----- Records for the exercise -----
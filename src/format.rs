//! Display formatting for ledger values.
//!
//! Values render with two decimals and Indian digit grouping (`12,34,567.89`).
//! Negatives use the accounting convention `(1,234.00)`. Absent, non-finite and
//! zero values all render as [`PLACEHOLDER`].

use crate::schema::ValueUnit;

pub const PLACEHOLDER: &str = "—";
pub const CURRENCY_GLYPH: &str = "₹";
const NBSP: char = '\u{a0}';

#[derive(Debug, Clone, Copy, Default, PartialEq, Eq)]
pub struct FormatOptions {
    pub currency: bool,
    pub percent: bool,
}

impl FormatOptions {
    pub fn plain() -> Self {
        Self::default()
    }

    pub fn currency() -> Self {
        Self {
            currency: true,
            percent: false,
        }
    }

    pub fn percent() -> Self {
        Self {
            currency: false,
            percent: true,
        }
    }
}

impl From<ValueUnit> for FormatOptions {
    fn from(unit: ValueUnit) -> Self {
        match unit {
            ValueUnit::Plain => Self::plain(),
            ValueUnit::Currency => Self::currency(),
            ValueUnit::Percent => Self::percent(),
        }
    }
}

pub fn format_value(value: Option<f64>, options: FormatOptions) -> String {
    let v = match value {
        Some(v) if v.is_finite() && v != 0.0 => v,
        _ => return PLACEHOLDER.to_string(),
    };

    let mut text = group_indian(v.abs());
    // percent takes precedence if a caller sets both
    if options.percent {
        text.push('%');
    } else if options.currency {
        text = format!("{}{}{}", CURRENCY_GLYPH, NBSP, text);
    }

    if v < 0.0 {
        format!("({})", text)
    } else {
        text
    }
}

pub fn format_unit(value: Option<f64>, unit: ValueUnit) -> String {
    format_value(value, unit.into())
}

/// True when `display` uses the parenthesised negative form produced by [`format_value`].
pub fn is_negative_display(display: &str) -> bool {
    display.starts_with('(') && display.ends_with(')')
}

/// Two-decimal rendering of a non-negative amount with Indian grouping:
/// the last three integer digits, then groups of two.
fn group_indian(amount: f64) -> String {
    let fixed = round_to_paise(amount);
    let (int_part, dec_part) = fixed.split_once('.').unwrap_or((fixed.as_str(), "00"));

    let digits: Vec<char> = int_part.chars().collect();
    let mut grouped = String::with_capacity(digits.len() + digits.len() / 2 + 3);

    if digits.len() <= 3 {
        grouped.push_str(int_part);
    } else {
        let (head, tail) = digits.split_at(digits.len() - 3);
        let lead = head.len() % 2;
        for (i, c) in head.iter().enumerate() {
            if i > 0 && (i + 2 - lead) % 2 == 0 {
                grouped.push(',');
            }
            grouped.push(*c);
        }
        grouped.push(',');
        grouped.extend(tail);
    }

    format!("{}.{}", grouped, dec_part)
}

/// Rounds a non-negative amount to two decimals, half away from zero, on its
/// shortest decimal form. `2.675` becomes `2.68` even though the nearest
/// binary value lies just below it.
fn round_to_paise(amount: f64) -> String {
    // f64 Display never uses exponent notation
    let shortest = amount.to_string();
    let (int_part, frac_part) = shortest.split_once('.').unwrap_or((shortest.as_str(), ""));

    let mut digits: Vec<u8> = int_part
        .bytes()
        .chain(frac_part.bytes().chain(std::iter::repeat(b'0')).take(2))
        .map(|b| b - b'0')
        .collect();

    if frac_part.as_bytes().get(2).is_some_and(|d| *d >= b'5') {
        let mut carry = true;
        for d in digits.iter_mut().rev() {
            if *d == 9 {
                *d = 0;
            } else {
                *d += 1;
                carry = false;
                break;
            }
        }
        if carry {
            digits.insert(0, 1);
        }
    }

    let split = digits.len() - 2;
    let text: String = digits.iter().map(|d| char::from(b'0' + d)).collect();
    format!("{}.{}", &text[..split], &text[split..])
}

#[cfg(test)]
mod tests {
    use super::*;

    #[test]
    fn test_indian_grouping() {
        assert_eq!(format_value(Some(1.5), FormatOptions::plain()), "1.50");
        assert_eq!(format_value(Some(999.0), FormatOptions::plain()), "999.00");
        assert_eq!(format_value(Some(1000.0), FormatOptions::plain()), "1,000.00");
        assert_eq!(format_value(Some(12345.0), FormatOptions::plain()), "12,345.00");
        assert_eq!(format_value(Some(123456.0), FormatOptions::plain()), "1,23,456.00");
        assert_eq!(
            format_value(Some(1234567.891), FormatOptions::plain()),
            "12,34,567.89"
        );
        assert_eq!(
            format_value(Some(123456789.0), FormatOptions::plain()),
            "12,34,56,789.00"
        );
    }

    #[test]
    fn test_rounds_half_up_on_decimal_value() {
        assert_eq!(format_value(Some(0.125), FormatOptions::plain()), "0.13");
        assert_eq!(format_value(Some(1.005), FormatOptions::plain()), "1.01");
        assert_eq!(format_value(Some(2.675), FormatOptions::plain()), "2.68");
        assert_eq!(format_value(Some(-2.675), FormatOptions::plain()), "(2.68)");
        assert_eq!(format_value(Some(0.124), FormatOptions::plain()), "0.12");
        assert_eq!(format_value(Some(999.995), FormatOptions::plain()), "1,000.00");
        assert_eq!(format_value(Some(99999.999), FormatOptions::plain()), "1,00,000.00");
        assert_eq!(format_value(Some(0.001), FormatOptions::plain()), "0.00");
        assert_eq!(format_value(Some(1e20), FormatOptions::plain()), "10,00,00,00,00,00,00,00,00,000.00");
    }

    #[test]
    fn test_placeholder_for_zero_and_absent() {
        for options in [
            FormatOptions::plain(),
            FormatOptions::currency(),
            FormatOptions::percent(),
        ] {
            assert_eq!(format_value(None, options), PLACEHOLDER);
            assert_eq!(format_value(Some(0.0), options), PLACEHOLDER);
            assert_eq!(format_value(Some(-0.0), options), PLACEHOLDER);
            assert_eq!(format_value(Some(f64::NAN), options), PLACEHOLDER);
            assert_eq!(format_value(Some(f64::INFINITY), options), PLACEHOLDER);
        }
    }

    #[test]
    fn test_units() {
        assert_eq!(
            format_value(Some(1500.0), FormatOptions::currency()),
            "₹\u{a0}1,500.00"
        );
        assert_eq!(format_value(Some(12.5), FormatOptions::percent()), "12.50%");
        assert_eq!(format_unit(Some(-3.0), ValueUnit::Percent), "(3.00%)");
    }

    #[test]
    fn test_negative_parentheses_enclose_absolute_text() {
        for v in [0.01, 7.0, 1234.5, 98765432.1] {
            for options in [
                FormatOptions::plain(),
                FormatOptions::currency(),
                FormatOptions::percent(),
            ] {
                let negative = format_value(Some(-v), options);
                assert!(is_negative_display(&negative), "{}", negative);
                let inner = &negative[1..negative.len() - 1];
                assert_eq!(inner, format_value(Some(v), options));
            }
        }
    }

    #[test]
    fn test_positive_is_not_negative_display() {
        assert!(!is_negative_display(&format_value(Some(10.0), FormatOptions::plain())));
        assert!(!is_negative_display(PLACEHOLDER));
    }
}
//! Fiscal month domain.
//!
//! The fiscal year runs April through March. [`MonthCode`] variants are
//! declared in that order, so the derived `Ord` is fiscal order and the
//! discriminant is the 0-based fiscal index.

use crate::error::{PivotError, Result};
use chrono::{Datelike, Days, NaiveDate};
use schemars::JsonSchema;
use serde::{Deserialize, Serialize};
use std::fmt;
use std::str::FromStr;

#[derive(
    Debug, Clone, Copy, PartialEq, Eq, Hash, PartialOrd, Ord, Serialize, Deserialize, JsonSchema,
)]
pub enum MonthCode {
    Apr,
    May,
    Jun,
    Jul,
    Aug,
    Sep,
    Oct,
    Nov,
    Dec,
    Jan,
    Feb,
    Mar,
}

pub const MONTHS_PER_YEAR: usize = 12;

pub const FISCAL_ORDER: [MonthCode; MONTHS_PER_YEAR] = [
    MonthCode::Apr,
    MonthCode::May,
    MonthCode::Jun,
    MonthCode::Jul,
    MonthCode::Aug,
    MonthCode::Sep,
    MonthCode::Oct,
    MonthCode::Nov,
    MonthCode::Dec,
    MonthCode::Jan,
    MonthCode::Feb,
    MonthCode::Mar,
];

/// Calendar month number of the first fiscal month (April).
const FISCAL_START_CALENDAR_MONTH: u32 = 4;

impl MonthCode {
    pub fn as_str(self) -> &'static str {
        match self {
            MonthCode::Apr => "Apr",
            MonthCode::May => "May",
            MonthCode::Jun => "Jun",
            MonthCode::Jul => "Jul",
            MonthCode::Aug => "Aug",
            MonthCode::Sep => "Sep",
            MonthCode::Oct => "Oct",
            MonthCode::Nov => "Nov",
            MonthCode::Dec => "Dec",
            MonthCode::Jan => "Jan",
            MonthCode::Feb => "Feb",
            MonthCode::Mar => "Mar",
        }
    }

    /// 0-based position within the fiscal year (Apr = 0, Mar = 11).
    pub fn fiscal_index(self) -> usize {
        self as usize
    }

    /// Calendar month number (Jan = 1, Dec = 12).
    pub fn calendar_month(self) -> u32 {
        let idx = self.fiscal_index() as u32;
        (idx + FISCAL_START_CALENDAR_MONTH - 1) % 12 + 1
    }

    pub fn from_calendar_month(month: u32) -> Option<Self> {
        if !(1..=12).contains(&month) {
            return None;
        }
        let idx = (month + 12 - FISCAL_START_CALENDAR_MONTH) % 12;
        Some(FISCAL_ORDER[idx as usize])
    }

    pub fn from_date(date: NaiveDate) -> Self {
        // month() is always 1..=12
        let idx = (date.month() + 12 - FISCAL_START_CALENDAR_MONTH) % 12;
        FISCAL_ORDER[idx as usize]
    }

    pub fn to_chrono(self) -> chrono::Month {
        match self {
            MonthCode::Apr => chrono::Month::April,
            MonthCode::May => chrono::Month::May,
            MonthCode::Jun => chrono::Month::June,
            MonthCode::Jul => chrono::Month::July,
            MonthCode::Aug => chrono::Month::August,
            MonthCode::Sep => chrono::Month::September,
            MonthCode::Oct => chrono::Month::October,
            MonthCode::Nov => chrono::Month::November,
            MonthCode::Dec => chrono::Month::December,
            MonthCode::Jan => chrono::Month::January,
            MonthCode::Feb => chrono::Month::February,
            MonthCode::Mar => chrono::Month::March,
        }
    }

    /// Months from the fiscal year start up to and including `self`.
    pub fn prefix_through(self) -> &'static [MonthCode] {
        prefix_through(self)
    }
}

impl From<chrono::Month> for MonthCode {
    fn from(month: chrono::Month) -> Self {
        let idx = (month.number_from_month() + 12 - FISCAL_START_CALENDAR_MONTH) % 12;
        FISCAL_ORDER[idx as usize]
    }
}

impl fmt::Display for MonthCode {
    fn fmt(&self, f: &mut fmt::Formatter<'_>) -> fmt::Result {
        f.write_str(self.as_str())
    }
}

impl FromStr for MonthCode {
    type Err = PivotError;

    fn from_str(s: &str) -> Result<Self> {
        let trimmed = s.trim();
        FISCAL_ORDER
            .iter()
            .copied()
            .find(|m| m.as_str().eq_ignore_ascii_case(trimmed))
            .ok_or_else(|| PivotError::UnknownMonth(s.to_string()))
    }
}

pub fn index_of(month: MonthCode) -> usize {
    month.fiscal_index()
}

pub fn prefix_through(month: MonthCode) -> &'static [MonthCode] {
    &FISCAL_ORDER[..=month.fiscal_index()]
}

/// Fiscal-order slice `[start, end)`.
pub fn slice(start: usize, end: usize) -> Result<&'static [MonthCode]> {
    if start > end || end > MONTHS_PER_YEAR {
        return Err(PivotError::InvalidMonthRange { start, end });
    }
    Ok(&FISCAL_ORDER[start..end])
}

#[derive(Debug, Clone, Copy, PartialEq, Eq, Hash, Serialize, Deserialize, JsonSchema)]
pub enum Quarter {
    Q1,
    Q2,
    Q3,
    Q4,
}

impl Quarter {
    pub const ALL: [Quarter; 4] = [Quarter::Q1, Quarter::Q2, Quarter::Q3, Quarter::Q4];

    pub fn months(self) -> &'static [MonthCode] {
        let start = self as usize * 3;
        &FISCAL_ORDER[start..start + 3]
    }

    pub fn containing(month: MonthCode) -> Self {
        Self::ALL[month.fiscal_index() / 3]
    }

    pub fn label(self) -> String {
        let months = self.months();
        format!("{:?} ({}–{})", self, months[0], months[2])
    }
}

/// A single April–March fiscal year, identified by the calendar year it starts in.
#[derive(Debug, Clone, Copy, PartialEq, Eq, Serialize, Deserialize, JsonSchema)]
pub struct FiscalYear {
    pub start_year: i32,
}

impl FiscalYear {
    pub fn new(start_year: i32) -> Self {
        Self { start_year }
    }

    pub fn containing(date: NaiveDate) -> Self {
        if date.month() >= FISCAL_START_CALENDAR_MONTH {
            Self::new(date.year())
        } else {
            Self::new(date.year() - 1)
        }
    }

    pub fn calendar_year(&self, month: MonthCode) -> i32 {
        if month.calendar_month() >= FISCAL_START_CALENDAR_MONTH {
            self.start_year
        } else {
            self.start_year + 1
        }
    }

    /// Last calendar day of `month` within this fiscal year.
    pub fn month_end(&self, month: MonthCode) -> Result<NaiveDate> {
        last_day_of_month(self.calendar_year(month), month.calendar_month()).ok_or_else(|| {
            PivotError::InvalidFiscalYear(format!(
                "no month end for {} in FY starting {}",
                month, self.start_year
            ))
        })
    }

    /// Two-digit table suffix, e.g. `25_26` for the year starting April 2025.
    pub fn suffix(&self) -> String {
        format!(
            "{:02}_{:02}",
            self.start_year.rem_euclid(100),
            (self.start_year + 1).rem_euclid(100)
        )
    }

    pub fn from_suffix(suffix: &str) -> Result<Self> {
        let invalid = || {
            PivotError::InvalidFiscalYear(format!(
                "'{}' is not a suffix like 25_26",
                suffix
            ))
        };

        let (start, end) = suffix.trim().split_once('_').ok_or_else(invalid)?;
        if start.len() != 2 || end.len() != 2 {
            return Err(invalid());
        }
        let start: i32 = start.parse().map_err(|_| invalid())?;
        let end: i32 = end.parse().map_err(|_| invalid())?;

        if (start + 1) % 100 != end {
            return Err(PivotError::InvalidFiscalYear(format!(
                "'{}' does not span consecutive years",
                suffix
            )));
        }

        Ok(Self::new(2000 + start))
    }
}

pub fn last_day_of_month(year: i32, month: u32) -> Option<NaiveDate> {
    let next_month = if month == 12 { 1 } else { month + 1 };
    let next_year = if month == 12 { year + 1 } else { year };

    NaiveDate::from_ymd_opt(next_year, next_month, 1)?.checked_sub_days(Days::new(1))
}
-----
**What is being asked**
Scan the entries above for the line containing "let idx = (month.number_from_month()", and copy it and all lines after it exactly, down to and including the line containing "pub fn containing(month: MonthCode)".

**Expected output**
        let idx = (month.number_from_month() + 12 - FISCAL_START_CALENDAR_MONTH) % 12;
        FISCAL_ORDER[idx as usize]
    }
}

impl fmt::Display for MonthCode {
    fn fmt(&self, f: &mut fmt::Formatter<'_>) -> fmt::Result {
        f.write_str(self.as_str())
    }
}

impl FromStr for MonthCode {
    type Err = PivotError;

    fn from_str(s: &str) -> Result<Self> {
        let trimmed = s.trim();
        FISCAL_ORDER
            .iter()
            .copied()
            .find(|m| m.as_str().eq_ignore_ascii_case(trimmed))
            .ok_or_else(|| PivotError::UnknownMonth(s.to_string()))
    }
}

pub fn index_of(month: MonthCode) -> usize {
    month.fiscal_index()
}

pub fn prefix_through(month: MonthCode) -> &'static [MonthCode] {
    &FISCAL_ORDER[..=month.fiscal_index()]
}

/// Fiscal-order slice `[start, end)`.
pub fn slice(start: usize, end: usize) -> Result<&'static [MonthCode]> {
    if start > end || end > MONTHS_PER_YEAR {
        return Err(PivotError::InvalidMonthRange { start, end });
    }
    Ok(&FISCAL_ORDER[start..end])
}

#[derive(Debug, Clone, Copy, PartialEq, Eq, Hash, Serialize, Deserialize, JsonSchema)]
pub enum Quarter {
    Q1,
    Q2,
    Q3,
    Q4,
}

impl Quarter {
    pub const ALL: [Quarter; 4] = [Quarter::Q1, Quarter::Q2, Quarter::Q3, Quarter::Q4];

    pub fn months(self) -> &'static [MonthCode] {
        let start = self as usize * 3;
        &FISCAL_ORDER[start..start + 3]
    }

    pub fn containing(month: MonthCode) -> Self {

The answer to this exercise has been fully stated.